New programs for area minority-owned businesses
In 2020, Vorys Sater Seymour & Pease launched the Vorys Initiative for Business Empowerment to provide low- or no-cost legal support for minority-owned businesses with a goal to create a strong legal foundation that allows clients to navigate the challenges associated with business ownership. Clients often reach out to the firm about employment, business formation, tax, financing, contracts, leasing, construction, brand protection and intellectual property.

Stevens says the firm has been able to bring in about 75 clients so far under the new program. Vorys has found there has been a high demand for intellectual property services, including trademark assistance. Through VIBE, Vorys attorneys helped PWR WMN and Way Down Yonder Beignets & Coffee satisfy their trademark needs and they continue to provide access to attorney resources for additional legal needs as they arise.

Vorys also has partnered with the Columbus Urban League for additional educational programming to fill any knowledge gaps. The program has been rewarding for lawyers and is helping Vorys retain them in a tight market for talent. “They’re likely to stay in an environment where they can both have the career that they want and do the work that they want to do,” Stevens says. “So, I think we’re seeing benefits across both our communities and within the law firm itself.”

At Barnes & Thornburg, Battle helps coordinate pro bono work that’s being done across the firm’s 20 offices. Like other firms, it has a longstanding commitment to a variety of pro bono services while it works to continue to boost outreach to communities of color.

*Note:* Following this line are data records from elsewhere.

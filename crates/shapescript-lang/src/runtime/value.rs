use std::fmt;

use serde::Serialize;

use crate::error::{Error, Result};

#[derive(Debug, Clone, PartialEq, Serialize)]
#[serde(untagged)]
pub enum Value {
    Number(f64),
    Bool(bool),
    Str(String),
    Array(Vec<Value>),
    Null,
}

impl Value {
    pub fn type_name(&self) -> &'static str {
        match self {
            Value::Number(_) => "number",
            Value::Bool(_)   => "bool",
            Value::Str(_)    => "string",
            Value::Array(_)  => "array",
            Value::Null      => "null",
        }
    }

    pub fn is_truthy(&self) -> bool {
        match self {
            Value::Number(n) => *n != 0.0 && !n.is_nan(),
            Value::Bool(b)   => *b,
            Value::Str(s)    => !s.is_empty(),
            Value::Array(a)  => !a.is_empty(),
            Value::Null      => false,
        }
    }

    pub fn as_number(&self) -> Result<f64> {
        match self {
            Value::Number(n) => Ok(*n),
            other => Err(Error::value(format!("expected number, got {}", other.type_name()))),
        }
    }

    pub fn as_number_opt(&self) -> Option<f64> {
        match self {
            Value::Number(n) => Some(*n),
            _ => None,
        }
    }

    /// `[x, y]` arrays as a point.
    pub fn as_point(&self) -> Result<(f64, f64)> {
        match self {
            Value::Array(items) if items.len() == 2 => Ok((items[0].as_number()?, items[1].as_number()?)),
            other => Err(Error::value(format!("expected [x, y], got {}", other.type_name()))),
        }
    }

    pub fn point(x: f64, y: f64) -> Self {
        Value::Array(vec![Value::Number(x), Value::Number(y)])
    }
}

impl From<f64> for Value {
    fn from(n: f64) -> Self { Value::Number(n) }
}

impl From<bool> for Value {
    fn from(b: bool) -> Self { Value::Bool(b) }
}

impl From<&str> for Value {
    fn from(s: &str) -> Self { Value::Str(s.to_string()) }
}

impl From<String> for Value {
    fn from(s: String) -> Self { Value::Str(s) }
}

/// Integral numbers print without a fractional part so they read well inside
/// generated shape names (`s_2`, not `s_2.0`).
pub fn format_number(n: f64) -> String {
    if n.fract() == 0.0 && n.abs() < 1e15 { format!("{}", n as i64) } else { format!("{n}") }
}

impl fmt::Display for Value {
    fn fmt(&self, f: &mut fmt::Formatter<'_>) -> fmt::Result {
        match self {
            Value::Number(n) => f.write_str(&format_number(*n)),
            Value::Bool(b)   => write!(f, "{b}"),
            Value::Str(s)    => f.write_str(s),
            Value::Array(items) => {
                f.write_str("[")?;
                for (i, item) in items.iter().enumerate() {
                    if i > 0 { f.write_str(", ")?; }
                    write!(f, "{item}")?;
                }
                f.write_str("]")
            }
            Value::Null => f.write_str("null"),
        }
    }
}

One recent initiative was a “legal primer for black-owned small businesses” webinar. The program is part of the Barnes & Thornburg Black-Owned Small Business Pro Bono Initiative, which aims to help Black-owned small businesses prosper through pro bono legal services and education. The program resulted from “a marriage [among the diversity, equity and inclusion committee, BT Black, which is an affinity group … and the pro bono group,” Battle says.

Helping people re-enter society
An example of Frost Brown Todd’s recent pro bono work is its involvement with the Louisville Urban League for a 2022 expungement project. From February 2018 to February 2021, the Urban League’s Reily Reentry project has gotten more than 7,000 cases successfully cleared from people’s records and saved them almost $1.3 million in related fees. The program aims to give free expungement services to people who have faced criminal charges, so they can find work, housing and participate more fully in society.

“That work is very important,” Ashrawi says. “It goes back to some of the systematic issues that some of these folks face and the snowball effect of what a what a [criminal] record could do to somebody.”

According to The Sentencing Project, Black Americans are incarcerated in state prisons across the country at nearly five times the rate of whites and Latinx people are 1.3 times more likely to be incarcerated than non-Latinx whites.